→ RECORDS FOR THIS TASK:
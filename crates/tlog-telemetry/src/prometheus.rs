//! A concrete implementation of the metrics sinks using the `prometheus` crate.

use crate::sinks::*;
use once_cell::sync::OnceCell;
use prometheus::{
    exponential_buckets, register_gauge, register_gauge_vec, register_histogram_vec,
    register_int_counter_vec, register_int_gauge_vec, GaugeVec, HistogramVec, IntCounterVec,
    IntGaugeVec,
};

static POOL_IN_USE: OnceCell<prometheus::Gauge> = OnceCell::new();
static STORAGE_QUERY_DURATION_SECONDS: OnceCell<HistogramVec> = OnceCell::new();
static STORAGE_QUERIES_TOTAL: OnceCell<IntCounterVec> = OnceCell::new();

static ENTRIES_APPENDED_TOTAL: OnceCell<IntCounterVec> = OnceCell::new();
static FLUSH_DURATION_SECONDS: OnceCell<HistogramVec> = OnceCell::new();
static TREE_SIZE: OnceCell<GaugeVec> = OnceCell::new();
static CHECKPOINTS_PUBLISHED_TOTAL: OnceCell<IntCounterVec> = OnceCell::new();
static QUEUE_DEPTH: OnceCell<IntGaugeVec> = OnceCell::new();

static GATEWAY_REQUEST_DURATION_SECONDS: OnceCell<HistogramVec> = OnceCell::new();
static GATEWAY_REQUESTS_TOTAL: OnceCell<IntCounterVec> = OnceCell::new();
static GATEWAY_RATE_LIMITED_TOTAL: OnceCell<IntCounterVec> = OnceCell::new();

static INDEX_PERSISTS_TOTAL: OnceCell<IntCounterVec> = OnceCell::new();
static INDEX_PERSIST_BYTES: OnceCell<GaugeVec> = OnceCell::new();
static GC_RUNS_TOTAL: OnceCell<IntCounterVec> = OnceCell::new();
static GC_BUNDLES_SWEPT_TOTAL: OnceCell<IntCounterVec> = OnceCell::new();

static ERRORS_TOTAL: OnceCell<IntCounterVec> = OnceCell::new();

/// The Prometheus-backed [`MetricsSink`] implementation.
#[derive(Debug, Clone, Copy)]
pub struct PrometheusSink;

/// Fetches a registered collector, panicking if `install()` has not run yet.
/// This is an application setup error, not a runtime condition to recover from.
macro_rules! get_metric {
    ($metric:ident) => {
        $metric
            .get()
            .expect("prometheus sink not initialized; call tlog_telemetry::prometheus::install() first")
    };
}

impl StorageMetricsSink for PrometheusSink {
    fn observe_query_duration(&self, op: &str, duration_secs: f64) {
        get_metric!(STORAGE_QUERY_DURATION_SECONDS)
            .with_label_values(&[op])
            .observe(duration_secs);
    }
    fn inc_queries_total(&self, op: &str, outcome: &'static str) {
        get_metric!(STORAGE_QUERIES_TOTAL)
            .with_label_values(&[op, outcome])
            .inc();
    }
    fn set_pool_in_use(&self, count: u64) {
        get_metric!(POOL_IN_USE).set(count as f64);
    }
}

impl PipelineMetricsSink for PrometheusSink {
    fn inc_entries_appended(&self, log_id: &str, count: u64) {
        get_metric!(ENTRIES_APPENDED_TOTAL)
            .with_label_values(&[log_id])
            .inc_by(count);
    }
    fn observe_flush_duration(&self, log_id: &str, duration_secs: f64) {
        get_metric!(FLUSH_DURATION_SECONDS)
            .with_label_values(&[log_id])
            .observe(duration_secs);
    }
    fn set_tree_size(&self, log_id: &str, size: u64) {
        get_metric!(TREE_SIZE)
            .with_label_values(&[log_id])
            .set(size as f64);
    }
    fn inc_checkpoints_published(&self, log_id: &str) {
        get_metric!(CHECKPOINTS_PUBLISHED_TOTAL)
            .with_label_values(&[log_id])
            .inc();
    }
    fn set_queue_depth(&self, log_id: &str, depth: u64) {
        get_metric!(QUEUE_DEPTH)
            .with_label_values(&[log_id])
            .set(depth as i64);
    }
}

impl GatewayMetricsSink for PrometheusSink {
    fn observe_request_duration(&self, route: &str, duration_secs: f64) {
        get_metric!(GATEWAY_REQUEST_DURATION_SECONDS)
            .with_label_values(&[route])
            .observe(duration_secs);
    }
    fn inc_requests_total(&self, route: &str, status_code: u16) {
        get_metric!(GATEWAY_REQUESTS_TOTAL)
            .with_label_values(&[route, &status_code.to_string()])
            .inc();
    }
    fn inc_rate_limited(&self, route: &str) {
        get_metric!(GATEWAY_RATE_LIMITED_TOTAL)
            .with_label_values(&[route])
            .inc();
    }
}

impl MaintenanceMetricsSink for PrometheusSink {
    fn inc_index_persists(&self, log_id: &str, outcome: &'static str) {
        get_metric!(INDEX_PERSISTS_TOTAL)
            .with_label_values(&[log_id, outcome])
            .inc();
    }
    fn set_index_persist_bytes(&self, log_id: &str, bytes: u64) {
        get_metric!(INDEX_PERSIST_BYTES)
            .with_label_values(&[log_id])
            .set(bytes as f64);
    }
    fn inc_gc_runs(&self, log_id: &str) {
        get_metric!(GC_RUNS_TOTAL).with_label_values(&[log_id]).inc();
    }
    fn inc_gc_bundles_swept(&self, log_id: &str, count: u64) {
        get_metric!(GC_BUNDLES_SWEPT_TOTAL)
            .with_label_values(&[log_id])
            .inc_by(count);
    }
}

impl ErrorMetricsSink for PrometheusSink {
    fn inc_error(&self, kind: &'static str, code: &'static str) {
        get_metric!(ERRORS_TOTAL).with_label_values(&[kind, code]).inc();
    }
}

/// Registers all collectors and returns a static reference to the sink.
/// Must be called exactly once at process startup, before any metrics are recorded.
#[allow(clippy::expect_used)]
pub fn install() -> Result<&'static dyn MetricsSink, prometheus::Error> {
    POOL_IN_USE
        .set(register_gauge!(
            "tlog_storage_pool_connections_in_use",
            "Connections currently checked out of the per-log state store pool."
        )?)
        .expect("static already initialized");
    STORAGE_QUERY_DURATION_SECONDS
        .set(register_histogram_vec!(
            "tlog_storage_query_duration_seconds",
            "Latency of state store round-trips.",
            &["op"],
            exponential_buckets(0.0005, 2.0, 16)?
        )?)
        .expect("static already initialized");
    STORAGE_QUERIES_TOTAL
        .set(register_int_counter_vec!(
            "tlog_storage_queries_total",
            "Total state store operations.",
            &["op", "outcome"]
        )?)
        .expect("static already initialized");
    ENTRIES_APPENDED_TOTAL
        .set(register_int_counter_vec!(
            "tlog_entries_appended_total",
            "Total entries successfully appended.",
            &["log_id"]
        )?)
        .expect("static already initialized");
    FLUSH_DURATION_SECONDS
        .set(register_histogram_vec!(
            "tlog_flush_duration_seconds",
            "Latency of a single append-pipeline flush.",
            &["log_id"],
            exponential_buckets(0.001, 2.0, 16)?
        )?)
        .expect("static already initialized");
    TREE_SIZE
        .set(register_gauge_vec!(
            "tlog_tree_size",
            "Current integrated tree size.",
            &["log_id"]
        )?)
        .expect("static already initialized");
    CHECKPOINTS_PUBLISHED_TOTAL
        .set(register_int_counter_vec!(
            "tlog_checkpoints_published_total",
            "Total checkpoints published.",
            &["log_id"]
        )?)
        .expect("static already initialized");
    QUEUE_DEPTH
        .set(register_int_gauge_vec!(
            "tlog_queue_depth",
            "Current depth of the pending-entry batch queue.",
            &["log_id"]
        )?)
        .expect("static already initialized");
    GATEWAY_REQUEST_DURATION_SECONDS
        .set(register_histogram_vec!(
            "tlog_gateway_request_duration_seconds",
            "Latency of gateway requests.",
            &["route"],
            exponential_buckets(0.001, 2.0, 15)?
        )?)
        .expect("static already initialized");
    GATEWAY_REQUESTS_TOTAL
        .set(register_int_counter_vec!(
            "tlog_gateway_requests_total",
            "Total gateway requests.",
            &["route", "status"]
        )?)
        .expect("static already initialized");
    GATEWAY_RATE_LIMITED_TOTAL
        .set(register_int_counter_vec!(
            "tlog_gateway_rate_limited_total",
            "Total requests rejected by the per-IP rate limiter.",
            &["route"]
        )?)
        .expect("static already initialized");
    INDEX_PERSISTS_TOTAL
        .set(register_int_counter_vec!(
            "tlog_index_persists_total",
            "Total index-CAR uploads attempted.",
            &["log_id", "outcome"]
        )?)
        .expect("static already initialized");
    INDEX_PERSIST_BYTES
        .set(register_gauge_vec!(
            "tlog_index_persist_bytes",
            "Size of the most recently uploaded index CAR.",
            &["log_id"]
        )?)
        .expect("static already initialized");
    GC_RUNS_TOTAL
        .set(register_int_counter_vec!(
            "tlog_gc_runs_total",
            "Total garbage collection runs.",
            &["log_id"]
        )?)
        .expect("static already initialized");
    GC_BUNDLES_SWEPT_TOTAL
        .set(register_int_counter_vec!(
            "tlog_gc_bundles_swept_total",
            "Total partial bundles swept by garbage collection.",
            &["log_id"]
        )?)
        .expect("static already initialized");
    ERRORS_TOTAL
        .set(register_int_counter_vec!(
            "tlog_errors_total",
            "Total errors, categorized by component kind and error code.",
            &["kind", "code"]
        )?)
        .expect("static already initialized");

    static SINK: PrometheusSink = PrometheusSink;
    Ok(&SINK)
}
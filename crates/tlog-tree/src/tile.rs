//! Tile encoding: a tile is up to 256 concatenated 32-byte node hashes
//! (spec §4.E).

use tlog_types::error::IntegrationError;

use crate::hash::Hash;

/// The maximum number of hashes (or entries) a full tile/bundle holds.
pub const WIDTH: usize = 256;

/// Serializes a tile's hashes to bytes.
pub fn encode_tile(hashes: &[Hash]) -> Vec<u8> {
    hashes.iter().flatten().copied().collect()
}

/// Parses a tile's bytes back into its hashes.
pub fn decode_tile(bytes: &[u8]) -> Result<Vec<Hash>, IntegrationError> {
    if bytes.len() % 32 != 0 {
        return Err(IntegrationError::Store(format!(
            "tile byte length {} is not a multiple of 32",
            bytes.len()
        )));
    }
    Ok(bytes
        .chunks_exact(32)
        .map(|c| c.try_into().expect("chunk is exactly 32 bytes"))
        .collect())
}

#[cfg(test)]
mod tests {
    use super::*;

    #[test]
    fn round_trips_a_handful_of_hashes() {
        let hashes = vec![[1u8; 32], [2u8; 32], [3u8; 32]];
        let bytes = encode_tile(&hashes);
        assert_eq!(bytes.len(), 96);
        let back = decode_tile(&bytes).expect("decode");
        assert_eq!(back, hashes);
    }

    #[test]
    fn rejects_misaligned_bytes() {
        assert!(decode_tile(&[0u8; 31]).is_err());
    }
}
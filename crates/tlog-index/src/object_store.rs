//! The object store layer (component 4.D): three path-addressed primitives
//! bridging the tile layer to the content-addressed blob backend (4.C),
//! with an LRU byte cache and a dirty-signal callback for the index-CAR
//! persister (4.I).

use std::num::NonZeroUsize;
use std::sync::{Arc, Mutex};

use lru::LruCache;

use tlog_blob::BlobClient;
use tlog_crypto::CapabilityToken;
use tlog_types::{BlobError, ContentId};

use crate::mirror::CidIndex;

/// Default LRU capacity for cached blob bytes (spec §4.D: "capacity ≈10 000").
const DEFAULT_CACHE_CAPACITY: usize = 10_000;

/// Bridges path-addressed tile storage to the content-addressed backend.
///
/// Write concurrency is unrestricted: no serialization across paths (spec
/// §4.D). The cache is internally synchronized.
pub struct ObjectStore {
    client: Arc<dyn BlobClient>,
    index: Arc<CidIndex>,
    cache: Mutex<LruCache<ContentId, Arc<Vec<u8>>>>,
    on_dirty: Box<dyn Fn() + Send + Sync>,
}

impl ObjectStore {
    /// Builds an object store over `client`, mirroring writes through
    /// `index`. `on_dirty` fires after every successful write that changes
    /// the index (feeds the index-CAR persister's dirty signal, 4.I).
    pub fn new(
        client: Arc<dyn BlobClient>,
        index: Arc<CidIndex>,
        on_dirty: impl Fn() + Send + Sync + 'static,
    ) -> Self {
        Self {
            client,
            index,
            cache: Mutex::new(LruCache::new(
                NonZeroUsize::new(DEFAULT_CACHE_CAPACITY).expect("nonzero capacity"),
            )),
            on_dirty: Box::new(on_dirty),
        }
    }

    fn cache_put(&self, id: ContentId, bytes: Arc<Vec<u8>>) {
        self.cache.lock().expect("object store cache poisoned").put(id, bytes);
    }

    fn cache_get(&self, id: &ContentId) -> Option<Arc<Vec<u8>>> {
        self.cache.lock().expect("object store cache poisoned").get(id).cloned()
    }

    /// `setObject(path, bytes)`: uploads via 4.C, caches the bytes under the
    /// returned content-id, writes the mapping, and fires the dirty
    /// callback. Requires a capability token in the call context.
    pub async fn set_object(
        &self,
        space_id: &str,
        path: &str,
        bytes: Vec<u8>,
        token: Option<&CapabilityToken>,
    ) -> Result<ContentId, BlobError> {
        let token = token.ok_or(BlobError::NoCapability)?;
        let id = self.client.upload_blob(space_id, bytes.clone(), token).await?;
        self.cache_put(id, Arc::new(bytes));
        self.index
            .set(path, id)
            .await
            .map_err(|e| BlobError::Unavailable(e.to_string()))?;
        (self.on_dirty)();
        Ok(id)
    }

    /// `setObjectIfNoneMatch(path, bytes)`: succeeds `(true, Some(id))` iff
    /// `path` is absent both before the upload and when the mapping is
    /// written; otherwise `(false, None)` and the uploaded blob is left
    /// unreferenced. Used for immutable-by-policy writes (entry bundles).
    pub async fn set_object_if_none_match(
        &self,
        space_id: &str,
        path: &str,
        bytes: Vec<u8>,
        token: Option<&CapabilityToken>,
    ) -> Result<(bool, Option<ContentId>), BlobError> {
        if self.index.contains(path) {
            return Ok((false, None));
        }
        let token = token.ok_or(BlobError::NoCapability)?;
        let id = self.client.upload_blob(space_id, bytes.clone(), token).await?;
        if self.index.contains(path) {
            return Ok((false, None));
        }
        self.cache_put(id, Arc::new(bytes));
        self.index
            .set(path, id)
            .await
            .map_err(|e| BlobError::Unavailable(e.to_string()))?;
        (self.on_dirty)();
        Ok((true, Some(id)))
    }

    /// `getObject(path)`: serves from the LRU cache if hot, otherwise
    /// fetches through 4.C and caches the result. Not-found if `path` is
    /// absent from the mirror.
    pub async fn get_object(&self, path: &str) -> Result<Arc<Vec<u8>>, BlobError> {
        let id = self.index.get(path).ok_or(BlobError::NotFound)?;
        if let Some(bytes) = self.cache_get(&id) {
            return Ok(bytes);
        }
        let bytes = Arc::new(self.client.fetch_blob(id).await?);
        self.cache_put(id, bytes.clone());
        Ok(bytes)
    }
}

#[cfg(test)]
mod tests {
    use super::*;
    use async_trait::async_trait;
    use std::sync::atomic::{AtomicUsize, Ordering};
    use tlog_crypto::{Ability, TokenClaims};
    use tlog_storage::StateStore;

    struct FakeBlobClient {
        fetch_calls: AtomicUsize,
    }

    #[async_trait]
    impl BlobClient for FakeBlobClient {
        async fn upload_blob(
            &self,
            _space_id: &str,
            bytes: Vec<u8>,
            _token: &CapabilityToken,
        ) -> Result<ContentId, BlobError> {
            Ok(ContentId::of(&bytes))
        }

        async fn upload_car(
            &self,
            _space_id: &str,
            bytes: Vec<u8>,
            _token: &CapabilityToken,
        ) -> Result<ContentId, BlobError> {
            Ok(ContentId::of(&bytes))
        }

        async fn fetch_blob(&self, content_id: ContentId) -> Result<Vec<u8>, BlobError> {
            self.fetch_calls.fetch_add(1, Ordering::SeqCst);
            Ok(content_id.to_cid_string().into_bytes())
        }

        async fn remove_blob(
            &self,
            _space_id: &str,
            _digest: ContentId,
            _token: &CapabilityToken,
        ) -> Result<(), BlobError> {
            Ok(())
        }
    }

    fn token() -> CapabilityToken {
        CapabilityToken {
            claims: TokenClaims {
                issuer: "did:key:zSpace".to_string(),
                audience: "did:key:zService".to_string(),
                space_id: "did:key:zSpace".to_string(),
                abilities: Ability::WRITE_SET.to_vec(),
                expires_at_ms: None,
            },
            signature: Vec::new(),
            issuer_public_key: Vec::new(),
            proof: None,
        }
    }

    async fn store() -> (ObjectStore, Arc<AtomicUsize>, tempfile::TempDir) {
        let dir = tempfile::tempdir().expect("tempdir");
        let state_store = StateStore::open(dir.path(), "did:key:zSpace").await.expect("open");
        state_store.create_log(0).await.expect("create");
        let index = Arc::new(
            CidIndex::rehydrate(Arc::new(state_store)).await.expect("rehydrate"),
        );
        let client = Arc::new(FakeBlobClient {
            fetch_calls: AtomicUsize::new(0),
        });
        let dirty_count = Arc::new(AtomicUsize::new(0));
        let dirty_count_cb = dirty_count.clone();
        let os = ObjectStore::new(client, index, move || {
            dirty_count_cb.fetch_add(1, Ordering::SeqCst);
        });
        (os, dirty_count, dir)
    }

    #[tokio::test]
    async fn set_object_requires_a_token() {
        let (os, _dirty, _dir) = store().await;
        let err = os
            .set_object("did:key:zSpace", "checkpoint", b"hi".to_vec(), None)
            .await
            .unwrap_err();
        assert!(matches!(err, BlobError::NoCapability));
    }

    #[tokio::test]
    async fn set_object_then_get_object_round_trips_from_cache() {
        let (os, dirty, _dir) = store().await;
        let t = token();
        let id = os
            .set_object("did:key:zSpace", "checkpoint", b"hello".to_vec(), Some(&t))
            .await
            .expect("set");
        assert_eq!(dirty.load(Ordering::SeqCst), 1);
        let bytes = os.get_object("checkpoint").await.expect("get");
        assert_eq!(*bytes, b"hello".to_vec());
        assert_eq!(id, ContentId::of(b"hello"));
    }

    #[tokio::test]
    async fn get_object_on_unknown_path_is_not_found() {
        let (os, _dirty, _dir) = store().await;
        let err = os.get_object("nope").await.unwrap_err();
        assert!(matches!(err, BlobError::NotFound));
    }

    #[tokio::test]
    async fn set_object_if_none_match_refuses_second_writer() {
        let (os, _dirty, _dir) = store().await;
        let t = token();
        let (first, id) = os
            .set_object_if_none_match(
                "did:key:zSpace",
                "tile/entries/x000/000.p/3",
                b"bundle".to_vec(),
                Some(&t),
            )
            .await
            .expect("set");
        assert!(first);
        assert!(id.is_some());

        let (second, id) = os
            .set_object_if_none_match(
                "did:key:zSpace",
                "tile/entries/x000/000.p/3",
                b"bundle-again".to_vec(),
                Some(&t),
            )
            .await
            .expect("set");
        assert!(!second);
        assert!(id.is_none());
    }
}
//! Property execution
//!
//! Checks bound units through the engine, sequentially or in parallel, and
//! turns verdicts into host events.

mod parallel;
mod runner;
mod translate;

pub use parallel::ParallelExecutor;
pub use runner::PropertyExecutor;
pub use translate::{cause_for, status_for, EventTranslator, Translation};
//! Worker/coordinator aggregation protocol

mod message;

pub use message::{ProtocolError, RunnerMessage, COUNTER_DELTA_TAG};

→ TASK TO COMPLETE:
Copy all lines from the entries that contain the word "Send".

→ WRITTEN RESPONSE:
    on_dirty: Box<dyn Fn() + Send + Sync>,
        on_dirty: impl Fn() + Send + Sync + 'static,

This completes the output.